◆ **DATASET CONTENT**
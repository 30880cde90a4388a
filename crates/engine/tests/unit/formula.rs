use super::*;

fn texts(found: &[Finding]) -> Vec<&str> {
    found.iter().map(|f| f.excerpt.as_str()).collect()
}

#[test]
fn single_pattern_interpolates_message() {
    let found = findings(
        r#"rules:
- id: exec.call
  severity: HIGH
  message: exec of $CMD with $UNBOUND
  pattern: exec($CMD)
"#,
        "exec(user_cmd);",
    );
    assert_eq!(found.len(), 1);
    assert_eq!(found[0].message, "exec of user_cmd with $UNBOUND");
    assert_eq!(found[0].severity, Severity::High);
    assert_eq!(found[0].bindings["CMD"].text, "user_cmd");
    assert_eq!(found[0].rule_file.as_deref(), Some("test.yaml"));
    assert_eq!(found[0].location.start_line, 1);
    assert_eq!(found[0].location.start_column, 1);
}

#[test]
fn pattern_not_removes_overlapping_matches() {
    let found = findings(
        r#"rules:
- id: exec.unsafe
  message: m
  patterns:
    - pattern: exec($X)
    - pattern-not: exec("ls")
"#,
        "exec(cmd);\nexec(\"ls\");\nexec(other);",
    );
    assert_eq!(texts(&found), vec!["exec(cmd)", "exec(other)"]);
}

#[test]
fn pattern_either_is_a_union() {
    let found = findings(
        r#"rules:
- id: weak.hash
  message: weak hash $X
  pattern-either:
    - pattern: md5($X)
    - pattern: sha1($X)
"#,
        "md5(a);\nsha256(b);\nsha1(c);",
    );
    assert_eq!(texts(&found), vec!["md5(a)", "sha1(c)"]);
    assert_eq!(found[1].message, "weak hash c");
}

#[test]
fn pattern_inside_restricts_to_enclosing_context() {
    let found = findings(
        r#"rules:
- id: eval.in.fn
  message: eval in $F
  patterns:
    - pattern-inside: |
        fn $F(...) { ... }
    - pattern: eval($X)
"#,
        "eval(a);\nfn run() {\n  eval(b);\n}\n",
    );
    assert_eq!(texts(&found), vec!["eval(b)"]);
    assert_eq!(found[0].message, "eval in run");
    assert_eq!(found[0].bindings["X"].text, "b");
}

#[test]
fn pattern_inside_picks_the_innermost_context() {
    let found = findings(
        r#"rules:
- id: nested
  message: in $F
  patterns:
    - pattern-inside: |
        fn $F(...) { ... }
    - pattern: eval($X)
"#,
        "fn outer() {\n  fn inner() {\n    eval(x);\n  }\n}\n",
    );
    assert_eq!(found.len(), 1);
    assert_eq!(found[0].message, "in inner");
}

#[test]
fn pattern_not_inside_drops_guarded_matches() {
    let found = findings(
        r#"rules:
- id: log.outside.test
  message: m
  patterns:
    - pattern: log($X)
    - pattern-not-inside: |
        fn test(...) { ... }
"#,
        "log(a);\nfn test() {\n  log(b);\n}\nfn prod() {\n  log(c);\n}\n",
    );
    assert_eq!(texts(&found), vec!["log(a)", "log(c)"]);
}

#[test]
fn conjunction_joins_environments_across_ranges() {
    let found = findings(
        r#"rules:
- id: tainted.exec
  message: $V flows into exec
  patterns:
    - pattern: let $V = input();
    - pattern: exec($V);
"#,
        "let a = input();\nexec(a);\nlet b = input();\nexec(c);\n",
    );
    assert_eq!(found.len(), 1);
    assert_eq!(found[0].excerpt, "let a = input();");
    assert_eq!(found[0].message, "a flows into exec");
}

#[test]
fn metavariable_regex_filters_bindings() {
    let found = findings(
        r#"rules:
- id: weak.hash
  message: m
  patterns:
    - pattern: $F($X)
    - metavariable-regex:
        metavariable: $F
        regex: ^(md5|sha1)$
"#,
        "md5(a);\nsha256(b);\nsha1(c);\nmy_md5(d);",
    );
    assert_eq!(texts(&found), vec!["md5(a)", "sha1(c)"]);
}

#[test]
fn metavariable_pattern_searches_inside_the_binding() {
    let found = findings(
        r#"rules:
- id: sql.concat
  message: query built from $B
  patterns:
    - pattern: query($Q)
    - metavariable-pattern:
        metavariable: $Q
        pattern: $A + $B
"#,
        "query(\"select \" + id);\nquery(\"static\");\nquery(build(\"a\" + name));",
    );
    assert_eq!(found.len(), 2);
    assert_eq!(found[0].message, "query built from id");
    assert_eq!(found[1].message, "query built from name");
    assert_eq!(found[0].bindings["A"].text, "\"select \"");
}

#[test]
fn focus_narrows_the_reported_range() {
    let found = findings(
        r#"rules:
- id: secret.var
  message: m
  patterns:
    - pattern: let $V = secret($X);
    - focus-metavariable: $V
"#,
        "let key = secret(\"k\");",
    );
    assert_eq!(found.len(), 1);
    assert_eq!(found[0].excerpt, "key");
    assert_eq!(found[0].location.start_column, 5);
    assert_eq!(found[0].location.end_column, 8);
}

#[test]
fn results_are_sorted_by_range() {
    let found = findings(
        r#"rules:
- id: any.call
  message: m
  pattern-either:
    - pattern: b()
    - pattern: a()
"#,
        "a();\nb();\na();",
    );
    let lines: Vec<usize> = found.iter().map(|f| f.location.start_line).collect();
    assert_eq!(lines, vec![1, 2, 3]);
}

#[test]
fn evaluate_reports_every_environment() {
    let tree = program("pair(a, b);");
    let rs = rules(
        r#"rules:
- id: pair
  message: m
  patterns:
    - pattern: pair($X, $Y)
    - pattern: $Z
"#,
    );
    let rule = &rs.rules[0];
    let index = ir::AncestorIndex::build(&tree);
    let budget = Budget::unlimited();
    let ctx = EvalContext {
        tree: &tree,
        index: &index,
        patterns: rule.patterns_for(parsers::Language::Generic).unwrap(),
        policy: Default::default(),
        budget: &budget,
    };
    let operands = ctx.collect(&rule.formula).unwrap();
    let out = evaluate(&rule.formula, &operands, &ctx).unwrap();
    // one environment per expression bound to Z, all at the call's range
    assert_eq!(out.len(), 4);
    assert!(out.iter().all(|m| tree.slice(m.span) == "pair(a, b)"));
    let zs: Vec<&str> = out
        .iter()
        .map(|m| m.env.get("Z").unwrap().text(&tree))
        .collect();
    assert_eq!(zs, vec!["a", "b", "pair", "pair(a, b)"]);
}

◆ **ACTIVITY**
Across the records, count the lines that contain the word "flows" and give that figure alone.

◆ **SOLUTION**
2